Destruction and Reconstructionof Hannover Institute of Technology

Picture: Hannover Institute of Technology in ruins Picture: Hannover Institute of Technology in ruins Picture: Hannover Institute of Technology in ruins
Hannover Institute of Technology in ruins, 1943

During the Second World War, major parts of the Institute of Technology were destroyed in air raids. More than half of the Welfenschloss lay in ruins. Of the remaining more than 20 separate buildings, only five were complete and the rest destroyed to a greater or smaller extent.

Clearing and rebuilding after the war was possible only with the active participation of the students.
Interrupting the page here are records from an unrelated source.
use crate::app_config::{AppConfig, Environment};
use crate::ConfigError;

const MAX_CONCURRENT_BRANDS_CEILING: usize = 4;
const MAX_CONCURRENT_SEARCHES_CEILING: usize = 16;

/// Load application configuration from environment variables.
///
/// Calls `dotenvy::dotenv().ok()` to load `.env` files before reading env vars.
///
/// # Errors
///
/// Returns `ConfigError` if required env vars are missing or values are invalid.
pub fn load_app_config() -> Result<AppConfig, ConfigError> {
    dotenvy::dotenv().ok();
    load_app_config_from_env()
}

/// Load application configuration from environment variables already in the process.
///
/// Unlike [`load_app_config`], this does NOT load `.env` files.
///
/// # Errors
///
/// Returns `ConfigError` if required env vars are missing or values are invalid.
pub fn load_app_config_from_env() -> Result<AppConfig, ConfigError> {
    build_app_config(|key| std::env::var(key))
}

/// Build application configuration using the provided env-var lookup function.
///
/// Decoupled from the process environment so it can be tested with a
/// `HashMap` lookup.
fn build_app_config<F>(lookup: F) -> Result<AppConfig, ConfigError>
where
    F: Fn(&str) -> Result<String, std::env::VarError>,
{
    use std::path::PathBuf;

    let require = |var: &str| -> Result<String, ConfigError> {
        lookup(var).map_err(|_| ConfigError::MissingEnvVar(var.to_string()))
    };

    let or_default = |var: &str, default: &str| -> String {
        lookup(var).unwrap_or_else(|_| default.to_string())
    };

    let optional = |var: &str| -> Option<String> {
        lookup(var)
            .ok()
            .map(|v| v.trim().to_string())
            .filter(|v| !v.is_empty())
    };

    let invalid = |var: &str, reason: String| ConfigError::InvalidEnvVar {
        var: var.to_string(),
        reason,
    };

    let parse_u32 = |var: &str, default: &str| -> Result<u32, ConfigError> {
        or_default(var, default)
            .parse::<u32>()
            .map_err(|e| invalid(var, e.to_string()))
    };

    let parse_u64 = |var: &str, default: &str| -> Result<u64, ConfigError> {
        or_default(var, default)
            .parse::<u64>()
            .map_err(|e| invalid(var, e.to_string()))
    };

    let parse_usize = |var: &str, default: &str| -> Result<usize, ConfigError> {
        or_default(var, default)
            .parse::<usize>()
            .map_err(|e| invalid(var, e.to_string()))
    };

    let database_url = require("DATABASE_URL")?;
    let provider_url = require("BRANDSCOPE_PROVIDER_URL")?;

    let env = parse_environment(&or_default("BRANDSCOPE_ENV", "development"))?;
    let log_level = or_default("BRANDSCOPE_LOG_LEVEL", "info");

    let provider_api_key = optional("BRANDSCOPE_PROVIDER_API_KEY");
    let scraper_url = optional("BRANDSCOPE_SCRAPER_URL");
    let llm_url = optional("BRANDSCOPE_LLM_URL");
    let llm_api_key = optional("BRANDSCOPE_LLM_API_KEY");
    let llm_model = or_default("BRANDSCOPE_LLM_MODEL", "gpt-4o-mini");
    let llm_timeout_secs = parse_u64("BRANDSCOPE_LLM_TIMEOUT_SECS", "120")?;

    let request_timeout_secs = parse_u64("BRANDSCOPE_REQUEST_TIMEOUT_SECS", "30")?;
    let user_agent = or_default("BRANDSCOPE_USER_AGENT", "brandscope/0.1 (social-analytics)");
    let max_retries = parse_u32("BRANDSCOPE_MAX_RETRIES", "3")?;
    let retry_backoff_base_secs = parse_u64("BRANDSCOPE_RETRY_BACKOFF_BASE_SECS", "2")?;

    let max_concurrent_brands = parse_usize("BRANDSCOPE_MAX_CONCURRENT_BRANDS", "1")?
        .clamp(1, MAX_CONCURRENT_BRANDS_CEILING);
    let max_concurrent_searches = parse_usize("BRANDSCOPE_MAX_CONCURRENT_SEARCHES", "4")?
        .clamp(1, MAX_CONCURRENT_SEARCHES_CEILING);
    let profile_cache_ttl_secs = parse_u64("BRANDSCOPE_PROFILE_CACHE_TTL_SECS", "21600")?;
    let posts_per_platform = parse_usize("BRANDSCOPE_POSTS_PER_PLATFORM", "50")?;
    let mentions_per_source = parse_usize("BRANDSCOPE_MENTIONS_PER_SOURCE", "30")?;

    let utc_offset_hours = parse_utc_offset(&or_default("BRANDSCOPE_UTC_OFFSET_HOURS", "7"))
        .map_err(|reason| invalid("BRANDSCOPE_UTC_OFFSET_HOURS", reason))?;
    let universe_catalog_path = optional("BRANDSCOPE_UNIVERSE_CATALOG_PATH").map(PathBuf::from);

    let db_max_connections = parse_u32("BRANDSCOPE_DB_MAX_CONNECTIONS", "10")?;
    let db_min_connections = parse_u32("BRANDSCOPE_DB_MIN_CONNECTIONS", "1")?;
    let db_acquire_timeout_secs = parse_u64("BRANDSCOPE_DB_ACQUIRE_TIMEOUT_SECS", "10")?;

    if db_min_connections > db_max_connections {
        return Err(invalid(
            "BRANDSCOPE_DB_MIN_CONNECTIONS",
            format!(
                "min connections ({db_min_connections}) exceeds max connections ({db_max_connections})"
            ),
        ));
    }

    Ok(AppConfig {
        database_url,
        env,
        log_level,
        provider_url,
        provider_api_key,
        scraper_url,
        llm_url,
        llm_api_key,
        llm_model,
        llm_timeout_secs,
        request_timeout_secs,
        user_agent,
        max_retries,
        retry_backoff_base_secs,
        max_concurrent_brands,
        max_concurrent_searches,
        profile_cache_ttl_secs,
        posts_per_platform,
        mentions_per_source,
        utc_offset_hours,
        universe_catalog_path,
        db_max_connections,
        db_min_connections,
        db_acquire_timeout_secs,
    })
}

/// Parse a string into an `Environment` variant.
fn parse_environment(s: &str) -> Result<Environment, ConfigError> {
    match s {
        "development" => Ok(Environment::Development),
        "production" => Ok(Environment::Production),
        "test" => Ok(Environment::Test),
        other => Err(ConfigError::InvalidEnvVar {
            var: "BRANDSCOPE_ENV".to_string(),
            reason: format!("unknown environment '{other}'"),
        }),
    }
}

/// Parse a whole-hour UTC offset. Real-world offsets span `-12..=14`.
fn parse_utc_offset(raw: &str) -> Result<i32, String> {
    let hours = raw.trim().parse::<i32>().map_err(|e| e.to_string())?;
    if (-12..=14).contains(&hours) {
        Ok(hours)
    } else {
        Err(format!("offset {hours} is outside -12..=14"))
    }
}

#[cfg(test)]
#[path = "config_test.rs"]
mod tests;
Prospective students had to contribute 600 hours and later 1,000 hours of rebuilding work before they could be admitted as students.

The reconstruction of many of the lecture theatres was supported by donations from members of Hannover Hochschulgemeinschaft. Some lecture theatres still bear the names of the patrons who financed their reconstruction. For the anniversary celebrations in 1956 the Lichthof, a covered atrium in the main building, was inaugurated.

During denazification after 1945, eleven full professors at Hannover Institute of Technology were dismissed in 1945 and 1946; five of them were temporarily interned.

Picture: Anniversary celebrations Picture: Anniversary celebrations Picture: Anniversary celebrations
Anniversary celebrations, 1956

In the following years, however, academics who had had a successful career in the Nazi era were also appointed to the Institute of Technology, such as Konrad Meyer. Otto Flachsbart and Günther Schiemann, who had had to leave the Institute of Technology in the Third Reich, were rehabilitated.

Flachsbart received his chair back in 1945. Schiemann became a supernumary professor at Hannover Institute of Technology in 1946, and in 1956 he was appointed Director of the Institute of Chemical Engineering.

The field of activity at Hannover Institute of Technology expanded in 1951 with the creation of a Department of Shipbuilding in the tradition of the former Danzig Institute of Technology, and in 1952 with the integration of the College of Horticulture and Land Culture as the fourth faculty. In 1954 there were ca 2,900 students at the Institute of Technology. Among them were 103 women and 85 international students from 21 different countries.